▶ _What you are asked to do_: Print the data that follows again, keeping every line exact.

+++

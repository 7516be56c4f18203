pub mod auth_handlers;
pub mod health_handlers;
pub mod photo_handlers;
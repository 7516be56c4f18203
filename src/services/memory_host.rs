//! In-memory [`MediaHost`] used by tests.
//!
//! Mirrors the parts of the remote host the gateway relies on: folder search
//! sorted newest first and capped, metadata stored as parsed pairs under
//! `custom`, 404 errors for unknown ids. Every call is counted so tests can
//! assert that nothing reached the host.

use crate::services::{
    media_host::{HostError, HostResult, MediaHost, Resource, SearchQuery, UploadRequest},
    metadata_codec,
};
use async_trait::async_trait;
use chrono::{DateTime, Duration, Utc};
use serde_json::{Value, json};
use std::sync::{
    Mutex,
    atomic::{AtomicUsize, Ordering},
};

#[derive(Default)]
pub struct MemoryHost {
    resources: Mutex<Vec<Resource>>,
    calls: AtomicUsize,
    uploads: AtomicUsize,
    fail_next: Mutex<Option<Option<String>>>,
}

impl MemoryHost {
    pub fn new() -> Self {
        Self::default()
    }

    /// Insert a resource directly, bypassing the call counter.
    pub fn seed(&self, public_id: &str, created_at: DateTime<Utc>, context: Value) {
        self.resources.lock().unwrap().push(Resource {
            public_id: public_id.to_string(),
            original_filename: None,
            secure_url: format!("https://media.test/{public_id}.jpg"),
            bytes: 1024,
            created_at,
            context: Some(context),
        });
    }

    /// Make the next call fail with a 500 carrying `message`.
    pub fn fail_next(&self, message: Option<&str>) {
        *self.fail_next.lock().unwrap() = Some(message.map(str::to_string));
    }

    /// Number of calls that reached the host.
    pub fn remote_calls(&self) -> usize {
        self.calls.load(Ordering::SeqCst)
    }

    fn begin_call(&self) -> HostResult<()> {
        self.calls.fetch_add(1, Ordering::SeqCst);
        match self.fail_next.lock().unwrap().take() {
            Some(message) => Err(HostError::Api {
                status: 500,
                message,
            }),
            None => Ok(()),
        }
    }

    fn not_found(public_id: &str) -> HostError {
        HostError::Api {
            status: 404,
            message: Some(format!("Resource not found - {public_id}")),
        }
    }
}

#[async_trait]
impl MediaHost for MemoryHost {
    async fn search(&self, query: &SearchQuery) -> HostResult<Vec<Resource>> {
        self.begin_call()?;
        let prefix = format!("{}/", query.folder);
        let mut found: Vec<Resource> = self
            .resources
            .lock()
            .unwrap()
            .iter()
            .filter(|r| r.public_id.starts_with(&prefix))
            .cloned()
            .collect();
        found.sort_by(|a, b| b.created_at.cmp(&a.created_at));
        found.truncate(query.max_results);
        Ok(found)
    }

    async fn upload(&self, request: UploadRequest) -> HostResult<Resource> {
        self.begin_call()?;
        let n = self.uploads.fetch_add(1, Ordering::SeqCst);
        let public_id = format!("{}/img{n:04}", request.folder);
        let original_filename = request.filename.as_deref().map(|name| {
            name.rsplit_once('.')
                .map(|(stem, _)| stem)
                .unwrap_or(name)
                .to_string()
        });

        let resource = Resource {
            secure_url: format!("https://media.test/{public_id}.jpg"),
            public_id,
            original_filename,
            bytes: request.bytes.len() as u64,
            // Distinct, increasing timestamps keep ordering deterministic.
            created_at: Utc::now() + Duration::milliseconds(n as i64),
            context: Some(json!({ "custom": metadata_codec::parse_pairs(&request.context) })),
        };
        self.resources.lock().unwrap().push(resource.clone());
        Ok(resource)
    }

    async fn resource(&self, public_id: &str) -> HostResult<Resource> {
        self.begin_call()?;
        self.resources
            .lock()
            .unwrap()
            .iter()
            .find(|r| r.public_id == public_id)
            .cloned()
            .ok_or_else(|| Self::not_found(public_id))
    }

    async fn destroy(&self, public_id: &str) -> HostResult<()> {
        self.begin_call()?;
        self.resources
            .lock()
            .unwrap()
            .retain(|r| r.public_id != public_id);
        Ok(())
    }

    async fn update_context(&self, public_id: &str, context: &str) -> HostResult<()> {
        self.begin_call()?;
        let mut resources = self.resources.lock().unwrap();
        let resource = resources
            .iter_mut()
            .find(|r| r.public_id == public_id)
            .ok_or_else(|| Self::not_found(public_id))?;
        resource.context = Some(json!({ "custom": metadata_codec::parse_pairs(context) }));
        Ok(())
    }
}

+++

▶ _Response_:
repository 7516be56c4f18203
pub mod auth_handlers;
pub mod health_handlers;
pub mod photo_handlers;
repository 7516be56c4f18203
filename src/services/memory_host.rs
//! In-memory [`MediaHost`] used by tests.
//!
//! Mirrors the parts of the remote host the gateway relies on: folder search
//! sorted newest first and capped, metadata stored as parsed pairs under
//! `custom`, 404 errors for unknown ids. Every call is counted so tests can
//! assert that nothing reached the host.

use crate::services::{
    media_host::{HostError, HostResult, MediaHost, Resource, SearchQuery, UploadRequest},
    metadata_codec,
};
use async_trait::async_trait;
use chrono::{DateTime, Duration, Utc};
use serde_json::{Value, json};
use std::sync::{
    Mutex,
    atomic::{AtomicUsize, Ordering},
};

#[derive(Default)]
pub struct MemoryHost {
    resources: Mutex<Vec<Resource>>,
    calls: AtomicUsize,
    uploads: AtomicUsize,
    fail_next: Mutex<Option<Option<String>>>,
}

impl MemoryHost {
    pub fn new() -> Self {
        Self::default()
    }

    /// Insert a resource directly, bypassing the call counter.
    pub fn seed(&self, public_id: &str, created_at: DateTime<Utc>, context: Value) {
        self.resources.lock().unwrap().push(Resource {
            public_id: public_id.to_string(),
            original_filename: None,
            secure_url: format!("https://media.test/{public_id}.jpg"),
            bytes: 1024,
            created_at,
            context: Some(context),
        });
    }

    /// Make the next call fail with a 500 carrying `message`.
    pub fn fail_next(&self, message: Option<&str>) {
        *self.fail_next.lock().unwrap() = Some(message.map(str::to_string));
    }

    /// Number of calls that reached the host.
    pub fn remote_calls(&self) -> usize {
        self.calls.load(Ordering::SeqCst)
    }

    fn begin_call(&self) -> HostResult<()> {
        self.calls.fetch_add(1, Ordering::SeqCst);
        match self.fail_next.lock().unwrap().take() {
            Some(message) => Err(HostError::Api {
                status: 500,
                message,
            }),
            None => Ok(()),
        }
    }

    fn not_found(public_id: &str) -> HostError {
        HostError::Api {
            status: 404,
            message: Some(format!("Resource not found - {public_id}")),
        }
    }
}

#[async_trait]
impl MediaHost for MemoryHost {
    async fn search(&self, query: &SearchQuery) -> HostResult<Vec<Resource>> {
        self.begin_call()?;
        let prefix = format!("{}/", query.folder);
        let mut found: Vec<Resource> = self
            .resources
            .lock()
            .unwrap()
            .iter()
            .filter(|r| r.public_id.starts_with(&prefix))
            .cloned()
            .collect();
        found.sort_by(|a, b| b.created_at.cmp(&a.created_at));
        found.truncate(query.max_results);
        Ok(found)
    }

    async fn upload(&self, request: UploadRequest) -> HostResult<Resource> {
        self.begin_call()?;
        let n = self.uploads.fetch_add(1, Ordering::SeqCst);
        let public_id = format!("{}/img{n:04}", request.folder);
        let original_filename = request.filename.as_deref().map(|name| {
            name.rsplit_once('.')
                .map(|(stem, _)| stem)
                .unwrap_or(name)
                .to_string()
        });

        let resource = Resource {
            secure_url: format!("https://media.test/{public_id}.jpg"),
            public_id,
            original_filename,
            bytes: request.bytes.len() as u64,
            // Distinct, increasing timestamps keep ordering deterministic.
            created_at: Utc::now() + Duration::milliseconds(n as i64),
            context: Some(json!({ "custom": metadata_codec::parse_pairs(&request.context) })),
        };
        self.resources.lock().unwrap().push(resource.clone());
        Ok(resource)
    }

    async fn resource(&self, public_id: &str) -> HostResult<Resource> {
        self.begin_call()?;
        self.resources
            .lock()
            .unwrap()
            .iter()
            .find(|r| r.public_id == public_id)
            .cloned()
            .ok_or_else(|| Self::not_found(public_id))
    }

    async fn destroy(&self, public_id: &str) -> HostResult<()> {
        self.begin_call()?;
        self.resources
            .lock()
            .unwrap()
            .retain(|r| r.public_id != public_id);
        Ok(())
    }

    async fn update_context(&self, public_id: &str, context: &str) -> HostResult<()> {
        self.begin_call()?;
        let mut resources = self.resources.lock().unwrap();
        let resource = resources
            .iter_mut()
            .find(|r| r.public_id == public_id)
            .ok_or_else(|| Self::not_found(public_id))?;
        resource.context = Some(json!({ "custom": metadata_codec::parse_pairs(context) }));
        Ok(())
    }
}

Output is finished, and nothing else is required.